TASK REQUIREMENTS: Go through the data underneath and copy every line exactly.

--- DATA PROVIDED Enclosed Below ---

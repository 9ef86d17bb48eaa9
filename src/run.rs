//! Runs the creation phase and then the pruning phase against one provider.
//!
//! The phases share the provider handle and the immutable [`RunSettings`] but
//! nothing else. If one phase cannot even list its inputs, that phase is
//! reported as failed and the other still runs.

use std::fmt;

use tracing::{error, info};

use crate::clock::{Clock, SystemClock};
use crate::config::RunSettings;
use crate::provider::SnapshotProvider;
use crate::prune::prune_snapshots;
use crate::snapshot::create_snapshots;

/// Totals for one invocation.
#[derive(Clone, Debug, Default, Eq, PartialEq)]
pub struct RunSummary {
    /// Whether mutating calls were suppressed.
    pub dry_run: bool,
    /// Snapshots created (or, in dry-run mode, that would have been).
    pub snapshots_created: usize,
    /// Volumes whose snapshot failed.
    pub snapshot_failures: usize,
    /// Instances skipped by an exclusion rule.
    pub instances_excluded: usize,
    /// Volumes skipped because they were not attached.
    pub volumes_skipped: usize,
    /// Snapshots deleted (or, in dry-run mode, that would have been).
    pub snapshots_deleted: usize,
    /// Expired snapshots whose deletion failed.
    pub deletion_failures: usize,
    /// Snapshots skipped because their expiration tag did not parse.
    pub invalid_expirations: usize,
    /// Phases that could not list their inputs.
    pub phase_failures: usize,
}

impl fmt::Display for RunSummary {
    fn fmt(&self, f: &mut fmt::Formatter<'_>) -> fmt::Result {
        if self.dry_run {
            f.write_str("dry run ")?;
        }
        write!(
            f,
            "complete: snapshots_created={}, snapshot_failures={}, instances_excluded={}, \
             volumes_skipped={}, snapshots_deleted={}, deletion_failures={}, \
             invalid_expirations={}, phase_failures={}",
            self.snapshots_created,
            self.snapshot_failures,
            self.instances_excluded,
            self.volumes_skipped,
            self.snapshots_deleted,
            self.deletion_failures,
            self.invalid_expirations,
            self.phase_failures
        )
    }
}

/// Drives a full snapshot-then-prune pass.
#[derive(Clone, Debug)]
pub struct SnapshotManager<P, C = SystemClock> {
    provider: P,
    settings: RunSettings,
    clock: C,
}

impl<P: SnapshotProvider> SnapshotManager<P> {
    /// Creates a manager using the system clock.
    #[must_use]
    pub const fn new(provider: P, settings: RunSettings) -> Self {
        Self::with_clock(provider, settings, SystemClock)
    }
}

impl<P: SnapshotProvider, C: Clock> SnapshotManager<P, C> {
    /// Creates a manager with an explicit clock.
    #[must_use]
    pub const fn with_clock(provider: P, settings: RunSettings, clock: C) -> Self {
        Self {
            provider,
            settings,
            clock,
        }
    }

    /// Returns the provider.
    #[must_use]
    pub const fn provider(&self) -> &P {
        &self.provider
    }

    /// Returns the run settings.
    #[must_use]
    pub const fn settings(&self) -> &RunSettings {
        &self.settings
    }

    /// Runs both phases in order and returns the combined totals.
    ///
    /// This never fails: listing failures are counted in
    /// [`RunSummary::phase_failures`] and per-item failures in their own
    /// counters.
    pub fn run(&self) -> RunSummary {
        let mut summary = RunSummary {
            dry_run: self.settings.dry_run,
            ..RunSummary::default()
        };
        info!(
            retention_days = self.settings.retention.retention_days,
            dry_run = self.settings.dry_run,
            "starting snapshot run"
        );

        match create_snapshots(&self.provider, &self.settings, &self.clock) {
            Ok(report) => {
                summary.snapshots_created = report.created.len() + report.planned;
                summary.snapshot_failures = report.failures;
                summary.instances_excluded = report.instances_excluded;
                summary.volumes_skipped = report.volumes_skipped;
            }
            Err(err) => {
                error!("snapshot phase aborted, could not list instances: {err}");
                summary.phase_failures += 1;
            }
        }

        match prune_snapshots(&self.provider, &self.settings, &self.clock) {
            Ok(report) => {
                summary.snapshots_deleted = report.deleted.len() + report.planned;
                summary.deletion_failures = report.deletion_failures;
                summary.invalid_expirations = report.invalid_expirations;
            }
            Err(err) => {
                error!("prune phase aborted, could not list snapshots: {err}");
                summary.phase_failures += 1;
            }
        }

        summary
    }
}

--- End of Enclosed DATA PROVIDED ---

EXPECTED OUTPUT:
repository 9ef86d17bb48eaa9
filename src/run.rs
//! Runs the creation phase and then the pruning phase against one provider.
//!
//! The phases share the provider handle and the immutable [`RunSettings`] but
//! nothing else. If one phase cannot even list its inputs, that phase is
//! reported as failed and the other still runs.

use std::fmt;

use tracing::{error, info};

use crate::clock::{Clock, SystemClock};
use crate::config::RunSettings;
use crate::provider::SnapshotProvider;
use crate::prune::prune_snapshots;
use crate::snapshot::create_snapshots;

/// Totals for one invocation.
#[derive(Clone, Debug, Default, Eq, PartialEq)]
pub struct RunSummary {
    /// Whether mutating calls were suppressed.
    pub dry_run: bool,
    /// Snapshots created (or, in dry-run mode, that would have been).
    pub snapshots_created: usize,
    /// Volumes whose snapshot failed.
    pub snapshot_failures: usize,
    /// Instances skipped by an exclusion rule.
    pub instances_excluded: usize,
    /// Volumes skipped because they were not attached.
    pub volumes_skipped: usize,
    /// Snapshots deleted (or, in dry-run mode, that would have been).
    pub snapshots_deleted: usize,
    /// Expired snapshots whose deletion failed.
    pub deletion_failures: usize,
    /// Snapshots skipped because their expiration tag did not parse.
    pub invalid_expirations: usize,
    /// Phases that could not list their inputs.
    pub phase_failures: usize,
}

impl fmt::Display for RunSummary {
    fn fmt(&self, f: &mut fmt::Formatter<'_>) -> fmt::Result {
        if self.dry_run {
            f.write_str("dry run ")?;
        }
        write!(
            f,
            "complete: snapshots_created={}, snapshot_failures={}, instances_excluded={}, \
             volumes_skipped={}, snapshots_deleted={}, deletion_failures={}, \
             invalid_expirations={}, phase_failures={}",
            self.snapshots_created,
            self.snapshot_failures,
            self.instances_excluded,
            self.volumes_skipped,
            self.snapshots_deleted,
            self.deletion_failures,
            self.invalid_expirations,
            self.phase_failures
        )
    }
}

/// Drives a full snapshot-then-prune pass.
#[derive(Clone, Debug)]
pub struct SnapshotManager<P, C = SystemClock> {
    provider: P,
    settings: RunSettings,
    clock: C,
}

impl<P: SnapshotProvider> SnapshotManager<P> {
    /// Creates a manager using the system clock.
    #[must_use]
    pub const fn new(provider: P, settings: RunSettings) -> Self {
        Self::with_clock(provider, settings, SystemClock)
    }
}

impl<P: SnapshotProvider, C: Clock> SnapshotManager<P, C> {
    /// Creates a manager with an explicit clock.
    #[must_use]
    pub const fn with_clock(provider: P, settings: RunSettings, clock: C) -> Self {
        Self {
            provider,
            settings,
            clock,
        }
    }

    /// Returns the provider.
    #[must_use]
    pub const fn provider(&self) -> &P {
        &self.provider
    }

    /// Returns the run settings.
    #[must_use]
    pub const fn settings(&self) -> &RunSettings {
        &self.settings
    }

    /// Runs both phases in order and returns the combined totals.
    ///
    /// This never fails: listing failures are counted in
    /// [`RunSummary::phase_failures`] and per-item failures in their own
    /// counters.
    pub fn run(&self) -> RunSummary {
        let mut summary = RunSummary {
            dry_run: self.settings.dry_run,
            ..RunSummary::default()
        };
        info!(
            retention_days = self.settings.retention.retention_days,
            dry_run = self.settings.dry_run,
            "starting snapshot run"
        );

        match create_snapshots(&self.provider, &self.settings, &self.clock) {
            Ok(report) => {
                summary.snapshots_created = report.created.len() + report.planned;
                summary.snapshot_failures = report.failures;
                summary.instances_excluded = report.instances_excluded;
                summary.volumes_skipped = report.volumes_skipped;
            }
            Err(err) => {
                error!("snapshot phase aborted, could not list instances: {err}");
                summary.phase_failures += 1;
            }
        }

        match prune_snapshots(&self.provider, &self.settings, &self.clock) {
            Ok(report) => {
                summary.snapshots_deleted = report.deleted.len() + report.planned;
                summary.deletion_failures = report.deletion_failures;
                summary.invalid_expirations = report.invalid_expirations;
            }
            Err(err) => {
                error!("prune phase aborted, could not list snapshots: {err}");
                summary.phase_failures += 1;
            }
        }

        summary
    }
}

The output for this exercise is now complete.